Clinical significance and limitations

An early bundle care to aid clinical management upon electronic AKI detection was associated with reduced patient mortality and progression of AKI [32]. This bundle included interventions such as volume management, early control of sepsis, and cessation of nephrotoxins. An alert system that provides no risk stratification however, and flags up thousands of AKI patients per year, might be impractical, counter-productive and unable to influence ground practice or improve outcomes [33]. Our strong predictive models for RRT and mortality could potentially be used to develop or enhance an otherwise generic EHR-AKI alert, for clinicians to identify the highest-risk AKI patients, and this could allow more targeted and individualized interventions or prompt early nephrology consult. The greater adverse event rate of high-risk patients, also imply more feasible effect size for intervention trials, such as early versus conventional timing for RRT initiation. However, it is important to remember that prediction models simply provide the probability of outcomes and should be used as an adjunct to clinical decision making, and not to replace the latter. For instance, in our decision tree analysis for RRT (Fig. 5), patients aged > 82 years had lower probability of receiving RRT. This reflects the prevailing practice pattern but does not infer the lack of indication or benefit of RRT. Finally, we previously reported an aminoglycoside-associated AKI rate of 17% in the elderly, [34] and this was much higher than the current 4% all-cause AKI incidence in our institution. This emphasizes the need for intensified efforts to prevent drug-induced AKI.

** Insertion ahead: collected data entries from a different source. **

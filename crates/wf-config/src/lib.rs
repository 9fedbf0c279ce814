//! Workflow Configuration
//!
//! Typed configuration for the workflow engine and its binaries.
//!
//! Values are resolved in three layers:
//! - built-in defaults
//! - an optional TOML file
//! - `WF_*` environment variables
//!
//! ## Environment Variables
//!
//! | Variable | Description |
//! |----------|-------------|
//! | `WF_DATABASE_KIND` | `memory`, `sqlite`, `postgres` or `mongo` |
//! | `WF_DATABASE_URL` | Connection URL for non-memory backends |
//! | `WF_DATABASE_MAX_CONNECTIONS` | Pool size for SQL backends |
//! | `WF_MONGO_DATABASE` | MongoDB database name |
//! | `WF_MAX_ATTEMPTS` | Transition attempts before a conflict is surfaced |
//! | `WF_IMPLICIT_CREATE` | Create missing instances on first transition |
//! | `WF_GUARD_ATTRIBUTES` | Comma separated actor attributes enforced by the guard |
//! | `WF_ESCALATION_ENABLED` | Run the escalation scheduler |
//! | `WF_ESCALATION_INTERVAL_SECS` | Seconds between escalation sweeps |
//! | `WF_LOG_LEVEL` | Default log level |
//! | `WF_LOG_JSON` | Emit JSON logs |

use std::path::Path;
use std::str::FromStr;
use std::time::Duration;

use serde::{Deserialize, Serialize};
use thiserror::Error;
use tracing::debug;

#[derive(Error, Debug)]
pub enum ConfigError {
    #[error("Failed to read config file: {0}")]
    Io(#[from] std::io::Error),

    #[error("Failed to parse config file: {0}")]
    Parse(#[from] toml::de::Error),

    #[error("Invalid configuration: {message}")]
    Invalid { message: String },
}

impl ConfigError {
    pub fn invalid(message: impl Into<String>) -> Self {
        Self::Invalid { message: message.into() }
    }
}

pub type Result<T> = std::result::Result<T, ConfigError>;

/// Root configuration
#[derive(Debug, Clone, Default, Serialize, Deserialize)]
#[serde(default)]
pub struct WorkflowConfig {
    pub engine: EngineConfig,
    pub guard: GuardConfig,
    pub escalation: EscalationConfig,
    pub database: DatabaseConfig,
    pub logging: LoggingConfig,
}

/// Transition engine behaviour
#[derive(Debug, Clone, Serialize, Deserialize)]
#[serde(default)]
pub struct EngineConfig {
    /// Attempts per transition before a version conflict is returned to the caller
    pub max_attempts: u32,
    /// Create the instance at the start state when a transition targets a missing one
    pub implicit_create: bool,
    /// Accept definitions containing states with no incoming action (logged instead of rejected)
    pub allow_unreachable_states: bool,
}

impl Default for EngineConfig {
    fn default() -> Self {
        Self {
            max_attempts: 3,
            implicit_create: true,
            allow_unreachable_states: false,
        }
    }
}

/// Guard configuration
#[derive(Debug, Clone, Default, Serialize, Deserialize)]
#[serde(default)]
pub struct GuardConfig {
    /// Actor attributes checked against an action's required attributes (e.g. "jurisdiction")
    pub attribute_checks: Vec<String>,
}

/// A process swept by the escalation scheduler
#[derive(Debug, Clone, PartialEq, Eq, Serialize, Deserialize)]
pub struct EscalationTarget {
    pub tenant_id: String,
    pub process_code: String,
}

#[derive(Debug, Clone, Serialize, Deserialize)]
#[serde(default)]
pub struct EscalationConfig {
    pub enabled: bool,
    pub interval_secs: u64,
    /// Identity recorded in history for automatic escalations
    pub actor_id: String,
    pub actor_roles: Vec<String>,
    pub targets: Vec<EscalationTarget>,
}

impl Default for EscalationConfig {
    fn default() -> Self {
        Self {
            enabled: false,
            interval_secs: 300,
            actor_id: "system".to_string(),
            actor_roles: Vec::new(),
            targets: Vec::new(),
        }
    }
}

impl EscalationConfig {
    pub fn interval(&self) -> Duration {
        Duration::from_secs(self.interval_secs)
    }
}

#[derive(Debug, Clone, Copy, PartialEq, Eq, Serialize, Deserialize)]
#[serde(rename_all = "lowercase")]
pub enum DatabaseKind {
    Memory,
    Sqlite,
    Postgres,
    Mongo,
}

impl Default for DatabaseKind {
    fn default() -> Self {
        Self::Memory
    }
}

impl FromStr for DatabaseKind {
    type Err = ConfigError;

    fn from_str(s: &str) -> Result<Self> {
        match s.trim().to_ascii_lowercase().as_str() {
            "memory" => Ok(Self::Memory),
            "sqlite" => Ok(Self::Sqlite),
            "postgres" | "postgresql" => Ok(Self::Postgres),
            "mongo" | "mongodb" => Ok(Self::Mongo),
            other => Err(ConfigError::invalid(format!(
                "unknown database kind '{}'. Use memory, sqlite, postgres or mongo",
                other
            ))),
        }
    }
}

#[derive(Debug, Clone, Serialize, Deserialize)]
#[serde(default)]
pub struct DatabaseConfig {
    pub kind: DatabaseKind,
    pub url: Option<String>,
    pub max_connections: u32,
    pub mongo_database: String,
}

impl Default for DatabaseConfig {
    fn default() -> Self {
        Self {
            kind: DatabaseKind::Memory,
            url: None,
            max_connections: 10,
            mongo_database: "workflow".to_string(),
        }
    }
}

#[derive(Debug, Clone, Serialize, Deserialize)]
#[serde(default)]
pub struct LoggingConfig {
    pub level: String,
    pub json: bool,
}

impl Default for LoggingConfig {
    fn default() -> Self {
        Self {
            level: "info".to_string(),
            json: false,
        }
    }
}

impl WorkflowConfig {
    /// Load from a TOML file, falling back to defaults when the file does not exist.
    /// Environment overrides are applied and the result validated.
    pub fn load(path: Option<&Path>) -> Result<Self> {
        let mut config = match path {
            Some(p) if p.exists() => {
                let contents = std::fs::read_to_string(p)?;
                let config: WorkflowConfig = toml::from_str(&contents)?;
                debug!(path = %p.display(), "Loaded workflow config");
                config
            }
            _ => WorkflowConfig::default(),
        };

        config.apply_env_overrides()?;
        config.validate()?;
        Ok(config)
    }

    pub fn from_toml_str(contents: &str) -> Result<Self> {
        Ok(toml::from_str(contents)?)
    }

    pub fn apply_env_overrides(&mut self) -> Result<()> {
        self.apply_overrides(|key| std::env::var(key).ok())
    }

    /// Apply overrides from an arbitrary key lookup.
    pub fn apply_overrides<F>(&mut self, lookup: F) -> Result<()>
    where
        F: Fn(&str) -> Option<String>,
    {
        if let Some(kind) = lookup("WF_DATABASE_KIND") {
            self.database.kind = kind.parse()?;
        }
        if let Some(url) = lookup("WF_DATABASE_URL") {
            self.database.url = Some(url);
        }
        if let Some(v) = lookup("WF_DATABASE_MAX_CONNECTIONS") {
            self.database.max_connections = parse_value("WF_DATABASE_MAX_CONNECTIONS", &v)?;
        }
        if let Some(db) = lookup("WF_MONGO_DATABASE") {
            self.database.mongo_database = db;
        }
        if let Some(v) = lookup("WF_MAX_ATTEMPTS") {
            self.engine.max_attempts = parse_value("WF_MAX_ATTEMPTS", &v)?;
        }
        if let Some(v) = lookup("WF_IMPLICIT_CREATE") {
            self.engine.implicit_create = parse_value("WF_IMPLICIT_CREATE", &v)?;
        }
        if let Some(v) = lookup("WF_GUARD_ATTRIBUTES") {
            self.guard.attribute_checks = v
                .split(',')
                .map(|s| s.trim())
                .filter(|s| !s.is_empty())
                .map(String::from)
                .collect();
        }
        if let Some(v) = lookup("WF_ESCALATION_ENABLED") {
            self.escalation.enabled = parse_value("WF_ESCALATION_ENABLED", &v)?;
        }
        if let Some(v) = lookup("WF_ESCALATION_INTERVAL_SECS") {
            self.escalation.interval_secs = parse_value("WF_ESCALATION_INTERVAL_SECS", &v)?;
        }
        if let Some(level) = lookup("WF_LOG_LEVEL") {
            self.logging.level = level;
        }
        if let Some(v) = lookup("WF_LOG_JSON") {
            self.logging.json = parse_value("WF_LOG_JSON", &v)?;
        }
        Ok(())
    }

    pub fn validate(&self) -> Result<()> {
        if self.engine.max_attempts == 0 {
            return Err(ConfigError::invalid("engine.max_attempts must be at least 1"));
        }
        if self.escalation.enabled && self.escalation.interval_secs == 0 {
            return Err(ConfigError::invalid("escalation.interval_secs must be positive"));
        }
        if self.database.kind != DatabaseKind::Memory
            && self.database.url.as_deref().map_or(true, |u| u.trim().is_empty())
        {
            return Err(ConfigError::invalid(format!(
                "database.url is required for {:?} backend",
                self.database.kind
            )));
        }
        Ok(())
    }
}

fn parse_value<T: FromStr>(key: &str, value: &str) -> Result<T> {
    value
        .trim()
        .parse()
        .map_err(|_| ConfigError::invalid(format!("{} has invalid value '{}'", key, value)))
}
//! Compiled Process Graph
//!
//! Data-driven dispatch for transitions: every action of a process is indexed by
//! `(process_id, state_id, action_name)`, and each state keeps its outgoing actions.

use std::collections::HashMap;

use super::{Action, Process};

#[derive(Debug, Clone, PartialEq, Eq, Hash)]
pub struct ActionKey {
    pub process_id: String,
    pub state_id: String,
    pub action_name: String,
}

impl ActionKey {
    pub fn new(
        process_id: impl Into<String>,
        state_id: impl Into<String>,
        action_name: impl Into<String>,
    ) -> Self {
        Self {
            process_id: process_id.into(),
            state_id: state_id.into(),
            action_name: action_name.into(),
        }
    }
}

/// A registered process with its action lookup table
#[derive(Debug, Clone)]
pub struct ProcessGraph {
    process: Process,
    table: HashMap<ActionKey, usize>,
    outgoing: HashMap<String, Vec<usize>>,
}

impl ProcessGraph {
    pub fn new(process: Process) -> Self {
        let mut table = HashMap::with_capacity(process.actions.len());
        let mut outgoing: HashMap<String, Vec<usize>> = HashMap::new();

        for (idx, action) in process.actions.iter().enumerate() {
            table.insert(
                ActionKey::new(&process.id, &action.from_state, &action.name),
                idx,
            );
            outgoing.entry(action.from_state.clone()).or_default().push(idx);
        }

        Self { process, table, outgoing }
    }

    pub fn process(&self) -> &Process {
        &self.process
    }

    pub fn id(&self) -> &str {
        &self.process.id
    }

    pub fn lookup(&self, key: &ActionKey) -> Option<&Action> {
        self.table.get(key).map(|&idx| &self.process.actions[idx])
    }

    /// The action named `action_name` leaving `state_id`, if any
    pub fn find_action(&self, state_id: &str, action_name: &str) -> Option<&Action> {
        self.lookup(&ActionKey::new(&self.process.id, state_id, action_name))
    }

    pub fn outgoing(&self, state_id: &str) -> impl Iterator<Item = &Action> {
        self.outgoing
            .get(state_id)
            .into_iter()
            .flatten()
            .map(|&idx| &self.process.actions[idx])
    }

    pub fn next_action_names(&self, state_id: &str) -> Vec<String> {
        self.outgoing(state_id).map(|a| a.name.clone()).collect()
    }

    pub fn is_terminal(&self, state_id: &str) -> bool {
        self.outgoing(state_id).next().is_none()
    }
}

impl From<Process> for ProcessGraph {
    fn from(process: Process) -> Self {
        Self::new(process)
    }
}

Our study was single-centre in nature and consisted almost entirely of patients of Asian ethnicity. We only included unique patient AKI episodes to avoid over-representation by repeated covariates and events in a same patient but would have under-reported actual AKI event-rate. We did not have a non-AKI population for comparison, however our study was aimed at identifying mortality predictors in the AKI cohort. To overcome this limitation, we have done sub-cohort analysis for mortality predictors in mild versus severe AKI. We did not include urinary output criteria as that was not feasible using EHR outside of the critical care setting, but oliguria would have otherwise been an important covariate to aid RRT prediction. Our AKI trajectory element utilized in the prediction models was delta-sCr, and that is arguably not a definite early risk marker. Substitution of delta-sCr using an appropriate urinary biomarker tested at AKI onset could bridge this shortfall in effective outcome prediction and improve risk classification. [35, 36]. Another limitation of our study is the lack of data on need for outpatient chronic RRT following AKI during the hospitalization, which is an important patient outcome. Lastly, our RRT decision tree model was based on an in-vivo population and there was an imbalance between the binary outcomes with only 5% incidence of RRT. In order to overcome this limitation, we reported the “balanced accuracy” instead of the “overall accuracy” of the decision tree model, as an overall accuracy would lead to an optimistic estimate when tested on an imbalanced dataset, and reporting the “balanced accuracy” will reduce this bias [37].

Conclusion

Our study presents an overview of in-hospital AKI epidemiology and highlights important clinical variables associated with RRT and mortality following AKI, which are routinely available in current electronic medical records. By utilizing EHR, AKI epidemiology and adverse outcomes can now be tracked regularly, with the potential for its use as a quality measure of inpatient management and care process. The EHR clinical models that we have developed for prediction of adverse outcomes are highly accurate, especially that for RRT prediction. These clinical tools are easily reproducible for real-time deployment, and may allow clinicians the ability to predict and focus on the highest-risk AKI sub-cohort for earlier, targeted intervention.